The incident took place in what the military referred to as “Sde Efraim farm”, one of several small outposts set up by Jewish settlers in the occupied West Bank.
Radi Abu Fkheideh, the head of the local council in the nearby Palestinian village of Ras Karkar, identified the deceased as Khaled Nofal, 34, the father of a four-year-old boy.
He said the army personnel stormed Nofal’s home in the village early on Friday and detained his father. Ras Karkar is located near Ramallah, the headquarters of the Palestinian Authority.
He had no information about the circumstances of Nofal’s death, but said the family owned land near the settler outpost.
The Palestinian Authority condemned the killing. Prime Minister Mohammad Shtayyeh called it a heinous crime and denounced the terrorism of the occupation and the settlers.
There have been a series of stabbings, shootings and car-ramming attacks against Israelis in recent years, mostly carried out by lone Palestinians with no apparent ties to armed groups.
Israel captured the West Bank in the 1967 war, and the Palestinians want it to form the main part of their future state. Nearly 500,000 Israeli settlers live in the West Bank, mainly in large, developed settlements.
Hard-line settlers have established a number of smaller outposts without official authorisation. The Palestinians view all the settlements as illegal and a major obstacle to peace, a position with wide international support.
Meanwhile, the houses and tents in the West Bank village of Khirbet Humsu were demolished by Israeli army on Wednesday for the third time in as many months. However, just minutes after the army left, Palestinian residents were at work repairing their fences hoping to gather their sheep before dark, knowing the army might return the next day.

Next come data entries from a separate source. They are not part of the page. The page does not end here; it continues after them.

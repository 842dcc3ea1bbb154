//! Verification steps and run reports.
//!
//! Each step of a run produces one [`StepReport`]; the ordered reports plus a
//! [`RunVerdict`] form the [`RunReport`] that drives output and exit status.

use std::fmt;

use chrono::{DateTime, Utc};
use serde::{Deserialize, Serialize};
use thiserror::Error;

/// A named step of the verification sequence.
#[derive(Debug, Clone, Copy, PartialEq, Eq, Hash, Serialize, Deserialize)]
#[serde(rename_all = "snake_case")]
pub enum Step {
    /// Backend liveness gate.
    Connectivity,
    /// Session bootstrap gate.
    Authentication,
    /// Insert the test record.
    Create,
    /// Read the test record back.
    Read,
    /// Patch the test record.
    Update,
    /// Delete the test record and confirm it is gone.
    Delete,
    /// Read-only check of the protected collection.
    Access,
    /// Revoke the session.
    Teardown,
}

impl Step {
    /// Label used in the step trace.
    #[must_use]
    pub const fn label(self) -> &'static str {
        match self {
            Self::Connectivity => "Connection",
            Self::Authentication => "Authentication",
            Self::Create => "Create",
            Self::Read => "Read",
            Self::Update => "Update",
            Self::Delete => "Delete",
            Self::Access => "Access",
            Self::Teardown => "Sign out",
        }
    }
}

impl fmt::Display for Step {
    fn fmt(&self, f: &mut fmt::Formatter<'_>) -> fmt::Result {
        f.write_str(self.label())
    }
}

/// Result of running a single step.
#[derive(Debug, Clone, PartialEq, Eq, Serialize, Deserialize)]
pub struct StepReport {
    /// The step that was run.
    pub step: Step,
    /// Whether the step passed.
    pub passed: bool,
    /// Advisory steps are reported but never fail the run.
    #[serde(default)]
    pub advisory: bool,
    /// Observed value (for display).
    pub actual: Option<String>,
    /// Error message if failed.
    pub error: Option<String>,
    /// Wall time of the step in milliseconds.
    pub duration_ms: u64,
}

impl StepReport {
    /// Create a passed result.
    #[must_use]
    pub const fn pass(step: Step) -> Self {
        Self {
            step,
            passed: true,
            advisory: false,
            actual: None,
            error: None,
            duration_ms: 0,
        }
    }

    /// Create a passed result with actual value.
    #[must_use]
    pub fn pass_with_value(step: Step, actual: impl Into<String>) -> Self {
        Self {
            actual: Some(actual.into()),
            ..Self::pass(step)
        }
    }

    /// Create a failed result.
    #[must_use]
    pub fn fail(step: Step, error: impl Into<String>) -> Self {
        Self {
            passed: false,
            error: Some(error.into()),
            ..Self::pass(step)
        }
    }

    /// Create a failed result with actual value.
    #[must_use]
    pub fn fail_with_value(step: Step, actual: impl Into<String>, error: impl Into<String>) -> Self {
        Self {
            actual: Some(actual.into()),
            ..Self::fail(step, error)
        }
    }

    /// Marks the step as advisory.
    #[must_use]
    pub const fn advisory(mut self) -> Self {
        self.advisory = true;
        self
    }

    /// Records how long the step took.
    #[must_use]
    pub const fn with_duration_ms(mut self, duration_ms: u64) -> Self {
        self.duration_ms = duration_ms;
        self
    }

    /// True if this step fails the run.
    #[must_use]
    pub const fn is_blocking_failure(&self) -> bool {
        !self.passed && !self.advisory
    }
}

/// Why a CRUD sequence stopped.
#[derive(Debug, Clone, Copy, PartialEq, Eq, Error, Serialize, Deserialize)]
#[serde(rename_all = "snake_case")]
pub enum VerifyFailure {
    /// The created row was missing or carried another id.
    #[error("create failed")]
    CreateFailed,
    /// The read-back name did not match what was written.
    #[error("read failed")]
    ReadFailed,
    /// The patched row did not reflect the new name.
    #[error("update failed")]
    UpdateFailed,
    /// The row was still readable after deletion.
    #[error("delete failed")]
    DeleteFailed,
}

impl VerifyFailure {
    /// The step this failure belongs to.
    #[must_use]
    pub const fn step(self) -> Step {
        match self {
            Self::CreateFailed => Step::Create,
            Self::ReadFailed => Step::Read,
            Self::UpdateFailed => Step::Update,
            Self::DeleteFailed => Step::Delete,
        }
    }
}

/// Why a run stopped before the stateful steps.
#[derive(Debug, Clone, PartialEq, Eq, Error, Serialize, Deserialize)]
#[serde(tag = "kind", rename_all = "snake_case")]
pub enum AbortReason {
    /// The connectivity gate failed.
    #[error("no connection")]
    NoConnection,
    /// Signup succeeded but the account awaits out-of-band confirmation.
    #[error("confirmation required for user {subject_id}")]
    ConfirmationRequired {
        /// Id of the unconfirmed user.
        subject_id: String,
    },
    /// No authentication path yielded a session.
    #[error("auth failed")]
    AuthFailed,
}

/// Overall result of a run.
#[derive(Debug, Clone, PartialEq, Eq, Default, Serialize, Deserialize)]
#[serde(tag = "verdict", rename_all = "snake_case")]
pub enum RunVerdict {
    /// Every blocking step passed.
    #[default]
    Passed,
    /// At least one blocking step failed.
    Failed,
    /// A gate failed; stateful steps did not run.
    Aborted {
        /// Why the run stopped.
        reason: AbortReason,
    },
}

impl RunVerdict {
    /// True only for [`RunVerdict::Passed`].
    #[must_use]
    pub const fn is_success(&self) -> bool {
        matches!(self, Self::Passed)
    }
}

/// Ordered step results of one run.
#[derive(Debug, Clone, Serialize, Deserialize)]
pub struct RunReport {
    /// Backend base URL.
    pub target: String,
    /// When the run started.
    pub started_at: DateTime<Utc>,
    /// Step results in execution order.
    pub steps: Vec<StepReport>,
    /// Final verdict.
    pub verdict: RunVerdict,
    /// Execution time in milliseconds.
    pub duration_ms: u64,
}

impl RunReport {
    /// Starts an empty report.
    #[must_use]
    pub fn new(target: impl Into<String>) -> Self {
        Self {
            target: target.into(),
            started_at: Utc::now(),
            steps: Vec::new(),
            verdict: RunVerdict::Passed,
            duration_ms: 0,
        }
    }

    /// Appends a step result.
    pub fn record(&mut self, report: StepReport) {
        self.steps.push(report);
    }

    /// Appends several step results.
    pub fn extend(&mut self, reports: impl IntoIterator<Item = StepReport>) {
        self.steps.extend(reports);
    }

    /// Closes the report as aborted.
    #[must_use]
    pub fn abort(mut self, reason: AbortReason, duration_ms: u64) -> Self {
        self.verdict = RunVerdict::Aborted { reason };
        self.duration_ms = duration_ms;
        self
    }

    /// Closes the report with a verdict derived from the recorded steps.
    #[must_use]
    pub fn conclude(mut self, duration_ms: u64) -> Self {
        self.verdict = if self.steps.iter().any(StepReport::is_blocking_failure) {
            RunVerdict::Failed
        } else {
            RunVerdict::Passed
        };
        self.duration_ms = duration_ms;
        self
    }

    /// Number of passed steps.
    #[must_use]
    pub fn passed(&self) -> usize {
        self.steps.iter().filter(|s| s.passed).count()
    }

    /// Number of failed steps, advisory ones included.
    #[must_use]
    pub fn failed(&self) -> usize {
        self.steps.len() - self.passed()
    }

    /// Looks up the report of a step.
    #[must_use]
    pub fn step(&self, step: Step) -> Option<&StepReport> {
        self.steps.iter().find(|s| s.step == step)
    }
}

“We build it and they tear it down,” said Waleed Abu al-Kbash as he stretched fencing between two posts. “Where am I supposed to go? I have a thousand head of sheep.”
Khirbet Humsu, perched on the rolling highlands above the Jordan Valley, is part of the 60 per cent of the West Bank known as Area C, which is under full Israeli military control as part of interim peace agreements from the 1990s. The situation leaves Bedouin communities like the one at Khirbet Humsu at constant risk of displacement.
Shepherds who rely on seasonal rains and scattered springs are also at the mercy of an arbitrary cycle of demolition and rebuilding.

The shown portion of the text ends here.